Your task -
Look through the listing below and write out exactly the lines from the line with "let parent = match" to the line with "fn names_in(dir: &Path)", both included, and no others.

Exercise inputs -

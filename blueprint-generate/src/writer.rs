//! Atomic per-file writer.
//!
//! ## Protocol
//!
//! 1. Create the parent directory (already existing is fine).
//! 2. Write the content to a uniquely named `.<name>.XXXXXX.blueprint.tmp`
//!    file in the same directory, created exclusively so no existing file is
//!    ever reused.
//! 3. `sync_all` the temp file.
//! 4. Rename it over the final path (atomic on POSIX).
//!
//! A failure at any step removes the temp file; a pre-existing file at the
//! final path is never truncated.

use std::io::Write;
use std::path::Path;

use sha2::{Digest, Sha256};
use tempfile::NamedTempFile;

use crate::error::{write_err, GenerateError};

/// Suffix of the temp files created during a write.
pub const TMP_SUFFIX: &str = ".blueprint.tmp";

/// Hex SHA-256 of `content`.
pub fn sha256_hex(content: &[u8]) -> String {
    let mut h = Sha256::new();
    h.update(content);
    hex::encode(h.finalize())
}

/// Atomically write `content` to `path`.
pub(crate) fn atomic_write(path: &Path, content: &[u8]) -> Result<(), GenerateError> {
    let parent = match path.parent() {
        Some(p) if !p.as_os_str().is_empty() => p,
        _ => Path::new("."),
    };
    std::fs::create_dir_all(parent).map_err(|e| write_err(parent, e))?;

    let tmp = write_synced(path, parent, content).map_err(|e| write_err(parent, e))?;

    // Dropping the returned handle on failure deletes the temp file.
    tmp.persist(path).map_err(|e| write_err(path, e.error))?;

    tracing::info!("wrote: {}", path.display());
    Ok(())
}

fn write_synced(path: &Path, dir: &Path, content: &[u8]) -> std::io::Result<NamedTempFile> {
    let name = path
        .file_name()
        .map(|n| n.to_string_lossy().into_owned())
        .unwrap_or_default();
    let mut tmp = tempfile::Builder::new()
        .prefix(&format!(".{name}."))
        .suffix(TMP_SUFFIX)
        .tempfile_in(dir)?;
    tmp.write_all(content)?;
    tmp.as_file().sync_all()?;
    Ok(tmp)
}

// ---------------------------------------------------------------------------
// Tests
// ---------------------------------------------------------------------------

#[cfg(test)]
mod tests {
    use super::*;
    use std::fs;
    use tempfile::TempDir;

    fn names_in(dir: &Path) -> Vec<String> {
        let mut names: Vec<String> = fs::read_dir(dir)
            .unwrap()
            .map(|e| e.unwrap().file_name().to_string_lossy().into_owned())
            .collect();
        names.sort();
        names
    }

    #[test]
    fn writes_content_and_creates_parents() {
        let tmp = TempDir::new().unwrap();
        let path = tmp.path().join("svc").join("cmd").join("main.go");
        atomic_write(&path, b"package main\n").unwrap();
        assert_eq!(fs::read_to_string(&path).unwrap(), "package main\n");
    }

    #[test]
    fn temp_file_removed_after_write() {
        let tmp = TempDir::new().unwrap();
        let path = tmp.path().join("clean.go");
        atomic_write(&path, b"data").unwrap();
        assert_eq!(names_in(tmp.path()), ["clean.go"]);
    }

    #[test]
    fn overwrites_existing_file() {
        let tmp = TempDir::new().unwrap();
        let path = tmp.path().join("go.mod");
        fs::write(&path, "old").unwrap();
        atomic_write(&path, b"new").unwrap();
        assert_eq!(fs::read_to_string(&path).unwrap(), "new");
    }

    #[test]
    fn sibling_with_temp_suffix_is_untouched() {
        let tmp = TempDir::new().unwrap();
        let user_file = tmp.path().join(format!("main.go{TMP_SUFFIX}"));
        fs::write(&user_file, "user data").unwrap();

        atomic_write(&tmp.path().join("main.go"), b"package main\n").unwrap();

        assert_eq!(fs::read_to_string(&user_file).unwrap(), "user data");
        assert_eq!(names_in(tmp.path()), ["main.go", "main.go.blueprint.tmp"]);
    }

    #[test]
    fn digest_is_stable_hex() {
        assert_eq!(
            sha256_hex(b""),
            "e3b0c44298fc1c149afbf4c8996fb92427ae41e4649b934ca495991b7852b855"
        );
        assert_eq!(sha256_hex(b"abc"), sha256_hex(b"abc"));
    }

    #[test]
    fn rename_onto_directory_fails_and_cleans_tmp() {
        let root = TempDir::new().unwrap();
        let path = root.path().join("occupied");
        fs::create_dir_all(path.join("child")).unwrap();

        let err = atomic_write(&path, b"content").unwrap_err();
        assert!(matches!(err, GenerateError::WriteFailed { .. }));
        assert!(path.is_dir(), "existing directory must be left alone");
        assert_eq!(names_in(root.path()), ["occupied"]);
    }

    #[test]
    #[cfg(unix)]
    fn readonly_dir_leaves_original_and_no_tmp() {
        use std::os::unix::fs::PermissionsExt;

        let root = TempDir::new().unwrap();
        let readonly_dir = root.path().join("readonly");
        fs::create_dir_all(&readonly_dir).unwrap();

        let path = readonly_dir.join("main.go");
        fs::write(&path, "original").unwrap();

        let mut perms = fs::metadata(&readonly_dir).unwrap().permissions();
        perms.set_mode(0o555);
        fs::set_permissions(&readonly_dir, perms).unwrap();

        // Privileged users ignore directory permissions.
        if fs::write(readonly_dir.join("check"), "").is_ok() {
            return;
        }

        let result = atomic_write(&path, b"new content");

        let mut perms = fs::metadata(&readonly_dir).unwrap().permissions();
        perms.set_mode(0o755);
        fs::set_permissions(&readonly_dir, perms).unwrap();

        let err = result.expect_err("write should fail on readonly dir");
        assert!(matches!(err, GenerateError::WriteFailed { .. }));
        assert_eq!(fs::read_to_string(&path).unwrap(), "original");
        assert_eq!(names_in(&readonly_dir), ["main.go"]);
    }
}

Your response -
    let parent = match path.parent() {
        Some(p) if !p.as_os_str().is_empty() => p,
        _ => Path::new("."),
    };
    std::fs::create_dir_all(parent).map_err(|e| write_err(parent, e))?;

    let tmp = write_synced(path, parent, content).map_err(|e| write_err(parent, e))?;

    // Dropping the returned handle on failure deletes the temp file.
    tmp.persist(path).map_err(|e| write_err(path, e.error))?;

    tracing::info!("wrote: {}", path.display());
    Ok(())
}

fn write_synced(path: &Path, dir: &Path, content: &[u8]) -> std::io::Result<NamedTempFile> {
    let name = path
        .file_name()
        .map(|n| n.to_string_lossy().into_owned())
        .unwrap_or_default();
    let mut tmp = tempfile::Builder::new()
        .prefix(&format!(".{name}."))
        .suffix(TMP_SUFFIX)
        .tempfile_in(dir)?;
    tmp.write_all(content)?;
    tmp.as_file().sync_all()?;
    Ok(tmp)
}

// ---------------------------------------------------------------------------
// Tests
// ---------------------------------------------------------------------------

#[cfg(test)]
mod tests {
    use super::*;
    use std::fs;
    use tempfile::TempDir;

    fn names_in(dir: &Path) -> Vec<String> {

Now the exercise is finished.